## THE INPUT

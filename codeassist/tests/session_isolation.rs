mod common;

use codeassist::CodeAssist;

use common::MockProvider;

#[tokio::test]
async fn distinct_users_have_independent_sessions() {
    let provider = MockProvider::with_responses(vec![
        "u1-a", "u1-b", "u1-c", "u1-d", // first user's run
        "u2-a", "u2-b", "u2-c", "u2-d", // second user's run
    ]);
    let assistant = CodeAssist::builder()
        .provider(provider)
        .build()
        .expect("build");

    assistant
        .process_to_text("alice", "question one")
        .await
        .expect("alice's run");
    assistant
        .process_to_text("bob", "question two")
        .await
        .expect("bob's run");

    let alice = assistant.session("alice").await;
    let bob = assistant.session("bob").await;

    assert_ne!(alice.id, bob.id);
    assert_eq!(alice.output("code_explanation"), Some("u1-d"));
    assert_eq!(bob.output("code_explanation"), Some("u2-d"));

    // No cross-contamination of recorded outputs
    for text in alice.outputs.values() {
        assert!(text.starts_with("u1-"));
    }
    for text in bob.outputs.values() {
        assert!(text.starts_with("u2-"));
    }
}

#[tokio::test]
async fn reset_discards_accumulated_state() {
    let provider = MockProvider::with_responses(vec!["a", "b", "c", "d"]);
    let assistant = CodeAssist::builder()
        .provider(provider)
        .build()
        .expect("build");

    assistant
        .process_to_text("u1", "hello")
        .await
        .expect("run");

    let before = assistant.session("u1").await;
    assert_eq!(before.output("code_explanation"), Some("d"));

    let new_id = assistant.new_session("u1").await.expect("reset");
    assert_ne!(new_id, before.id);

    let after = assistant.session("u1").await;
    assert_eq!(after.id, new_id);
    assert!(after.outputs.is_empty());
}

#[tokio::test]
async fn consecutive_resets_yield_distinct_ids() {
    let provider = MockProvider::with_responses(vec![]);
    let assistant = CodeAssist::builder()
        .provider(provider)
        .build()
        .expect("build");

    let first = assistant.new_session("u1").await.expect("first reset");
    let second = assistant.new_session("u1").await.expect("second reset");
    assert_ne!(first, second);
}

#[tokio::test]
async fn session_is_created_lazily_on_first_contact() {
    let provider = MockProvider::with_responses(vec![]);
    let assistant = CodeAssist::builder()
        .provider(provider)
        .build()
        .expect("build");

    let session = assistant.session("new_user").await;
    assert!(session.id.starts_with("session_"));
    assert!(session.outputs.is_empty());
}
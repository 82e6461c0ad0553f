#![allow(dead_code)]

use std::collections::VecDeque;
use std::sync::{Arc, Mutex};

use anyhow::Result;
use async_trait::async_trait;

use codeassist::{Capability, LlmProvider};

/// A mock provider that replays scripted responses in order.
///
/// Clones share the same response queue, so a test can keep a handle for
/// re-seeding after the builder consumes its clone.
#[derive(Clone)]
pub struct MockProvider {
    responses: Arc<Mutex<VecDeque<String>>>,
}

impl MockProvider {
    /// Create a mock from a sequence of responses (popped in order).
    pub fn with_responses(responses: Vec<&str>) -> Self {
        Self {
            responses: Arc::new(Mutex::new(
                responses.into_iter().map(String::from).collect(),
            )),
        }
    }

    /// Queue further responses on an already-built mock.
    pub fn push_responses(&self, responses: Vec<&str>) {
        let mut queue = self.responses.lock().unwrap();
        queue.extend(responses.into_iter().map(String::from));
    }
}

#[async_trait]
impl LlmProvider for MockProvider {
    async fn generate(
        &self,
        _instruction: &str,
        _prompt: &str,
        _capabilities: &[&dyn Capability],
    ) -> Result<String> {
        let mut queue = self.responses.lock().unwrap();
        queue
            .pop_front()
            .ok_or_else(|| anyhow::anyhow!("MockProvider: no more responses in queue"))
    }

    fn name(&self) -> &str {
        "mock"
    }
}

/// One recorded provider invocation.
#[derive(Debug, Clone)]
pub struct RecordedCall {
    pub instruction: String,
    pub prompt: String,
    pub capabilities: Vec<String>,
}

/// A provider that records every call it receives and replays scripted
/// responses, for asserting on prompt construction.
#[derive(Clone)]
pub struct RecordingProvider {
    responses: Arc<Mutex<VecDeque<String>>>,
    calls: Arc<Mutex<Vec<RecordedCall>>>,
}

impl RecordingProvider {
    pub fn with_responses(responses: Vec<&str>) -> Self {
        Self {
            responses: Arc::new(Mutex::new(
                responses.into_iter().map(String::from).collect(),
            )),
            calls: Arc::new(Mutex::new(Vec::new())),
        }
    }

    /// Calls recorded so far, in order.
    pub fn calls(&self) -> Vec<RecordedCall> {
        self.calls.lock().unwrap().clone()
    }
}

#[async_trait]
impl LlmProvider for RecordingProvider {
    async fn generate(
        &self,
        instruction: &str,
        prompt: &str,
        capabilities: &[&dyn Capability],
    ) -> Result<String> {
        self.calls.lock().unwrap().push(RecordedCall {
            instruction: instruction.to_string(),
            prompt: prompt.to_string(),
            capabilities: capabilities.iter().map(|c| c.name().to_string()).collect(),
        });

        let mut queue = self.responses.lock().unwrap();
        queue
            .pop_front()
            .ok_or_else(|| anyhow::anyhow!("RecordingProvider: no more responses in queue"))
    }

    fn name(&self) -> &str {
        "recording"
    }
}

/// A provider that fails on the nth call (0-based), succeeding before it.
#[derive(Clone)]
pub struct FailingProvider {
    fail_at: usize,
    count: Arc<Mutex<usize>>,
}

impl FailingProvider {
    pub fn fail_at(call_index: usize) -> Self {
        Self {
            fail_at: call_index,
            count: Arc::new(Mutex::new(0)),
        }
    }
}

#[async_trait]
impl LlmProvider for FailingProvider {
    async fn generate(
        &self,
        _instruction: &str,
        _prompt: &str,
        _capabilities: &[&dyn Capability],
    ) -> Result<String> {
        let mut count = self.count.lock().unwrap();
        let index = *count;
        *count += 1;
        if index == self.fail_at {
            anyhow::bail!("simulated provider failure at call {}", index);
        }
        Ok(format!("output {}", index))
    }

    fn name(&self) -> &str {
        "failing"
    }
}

## ACTION ITEM
Write each record out again exactly.

## RESPONSE
filename codeassist/tests/session_isolation.rs
mod common;

use codeassist::CodeAssist;

use common::MockProvider;

#[tokio::test]
async fn distinct_users_have_independent_sessions() {
    let provider = MockProvider::with_responses(vec![
        "u1-a", "u1-b", "u1-c", "u1-d", // first user's run
        "u2-a", "u2-b", "u2-c", "u2-d", // second user's run
    ]);
    let assistant = CodeAssist::builder()
        .provider(provider)
        .build()
        .expect("build");

    assistant
        .process_to_text("alice", "question one")
        .await
        .expect("alice's run");
    assistant
        .process_to_text("bob", "question two")
        .await
        .expect("bob's run");

    let alice = assistant.session("alice").await;
    let bob = assistant.session("bob").await;

    assert_ne!(alice.id, bob.id);
    assert_eq!(alice.output("code_explanation"), Some("u1-d"));
    assert_eq!(bob.output("code_explanation"), Some("u2-d"));

    // No cross-contamination of recorded outputs
    for text in alice.outputs.values() {
        assert!(text.starts_with("u1-"));
    }
    for text in bob.outputs.values() {
        assert!(text.starts_with("u2-"));
    }
}

#[tokio::test]
async fn reset_discards_accumulated_state() {
    let provider = MockProvider::with_responses(vec!["a", "b", "c", "d"]);
    let assistant = CodeAssist::builder()
        .provider(provider)
        .build()
        .expect("build");

    assistant
        .process_to_text("u1", "hello")
        .await
        .expect("run");

    let before = assistant.session("u1").await;
    assert_eq!(before.output("code_explanation"), Some("d"));

    let new_id = assistant.new_session("u1").await.expect("reset");
    assert_ne!(new_id, before.id);

    let after = assistant.session("u1").await;
    assert_eq!(after.id, new_id);
    assert!(after.outputs.is_empty());
}

#[tokio::test]
async fn consecutive_resets_yield_distinct_ids() {
    let provider = MockProvider::with_responses(vec![]);
    let assistant = CodeAssist::builder()
        .provider(provider)
        .build()
        .expect("build");

    let first = assistant.new_session("u1").await.expect("first reset");
    let second = assistant.new_session("u1").await.expect("second reset");
    assert_ne!(first, second);
}

#[tokio::test]
async fn session_is_created_lazily_on_first_contact() {
    let provider = MockProvider::with_responses(vec![]);
    let assistant = CodeAssist::builder()
        .provider(provider)
        .build()
        .expect("build");

    let session = assistant.session("new_user").await;
    assert!(session.id.starts_with("session_"));
    assert!(session.outputs.is_empty());
}
repository 82e6461c0ad0553f
#![allow(dead_code)]

use std::collections::VecDeque;
use std::sync::{Arc, Mutex};

use anyhow::Result;
use async_trait::async_trait;

use codeassist::{Capability, LlmProvider};

/// A mock provider that replays scripted responses in order.
///
/// Clones share the same response queue, so a test can keep a handle for
/// re-seeding after the builder consumes its clone.
#[derive(Clone)]
pub struct MockProvider {
    responses: Arc<Mutex<VecDeque<String>>>,
}

impl MockProvider {
    /// Create a mock from a sequence of responses (popped in order).
    pub fn with_responses(responses: Vec<&str>) -> Self {
        Self {
            responses: Arc::new(Mutex::new(
                responses.into_iter().map(String::from).collect(),
            )),
        }
    }

    /// Queue further responses on an already-built mock.
    pub fn push_responses(&self, responses: Vec<&str>) {
        let mut queue = self.responses.lock().unwrap();
        queue.extend(responses.into_iter().map(String::from));
    }
}

#[async_trait]
impl LlmProvider for MockProvider {
    async fn generate(
        &self,
        _instruction: &str,
        _prompt: &str,
        _capabilities: &[&dyn Capability],
    ) -> Result<String> {
        let mut queue = self.responses.lock().unwrap();
        queue
            .pop_front()
            .ok_or_else(|| anyhow::anyhow!("MockProvider: no more responses in queue"))
    }

    fn name(&self) -> &str {
        "mock"
    }
}

/// One recorded provider invocation.
#[derive(Debug, Clone)]
pub struct RecordedCall {
    pub instruction: String,
    pub prompt: String,
    pub capabilities: Vec<String>,
}

/// A provider that records every call it receives and replays scripted
/// responses, for asserting on prompt construction.
#[derive(Clone)]
pub struct RecordingProvider {
    responses: Arc<Mutex<VecDeque<String>>>,
    calls: Arc<Mutex<Vec<RecordedCall>>>,
}

impl RecordingProvider {
    pub fn with_responses(responses: Vec<&str>) -> Self {
        Self {
            responses: Arc::new(Mutex::new(
                responses.into_iter().map(String::from).collect(),
            )),
            calls: Arc::new(Mutex::new(Vec::new())),
        }
    }

    /// Calls recorded so far, in order.
    pub fn calls(&self) -> Vec<RecordedCall> {
        self.calls.lock().unwrap().clone()
    }
}

#[async_trait]
impl LlmProvider for RecordingProvider {
    async fn generate(
        &self,
        instruction: &str,
        prompt: &str,
        capabilities: &[&dyn Capability],
    ) -> Result<String> {
        self.calls.lock().unwrap().push(RecordedCall {
            instruction: instruction.to_string(),
            prompt: prompt.to_string(),
            capabilities: capabilities.iter().map(|c| c.name().to_string()).collect(),
        });

        let mut queue = self.responses.lock().unwrap();
        queue
            .pop_front()
            .ok_or_else(|| anyhow::anyhow!("RecordingProvider: no more responses in queue"))
    }

    fn name(&self) -> &str {
        "recording"
    }
}

/// A provider that fails on the nth call (0-based), succeeding before it.
#[derive(Clone)]
pub struct FailingProvider {
    fail_at: usize,
    count: Arc<Mutex<usize>>,
}

impl FailingProvider {
    pub fn fail_at(call_index: usize) -> Self {
        Self {
            fail_at: call_index,
            count: Arc::new(Mutex::new(0)),
        }
    }
}

#[async_trait]
impl LlmProvider for FailingProvider {
    async fn generate(
        &self,
        _instruction: &str,
        _prompt: &str,
        _capabilities: &[&dyn Capability],
    ) -> Result<String> {
        let mut count = self.count.lock().unwrap();
        let index = *count;
        *count += 1;
        if index == self.fail_at {
            anyhow::bail!("simulated provider failure at call {}", index);
        }
        Ok(format!("output {}", index))
    }

    fn name(&self) -> &str {
        "failing"
    }
}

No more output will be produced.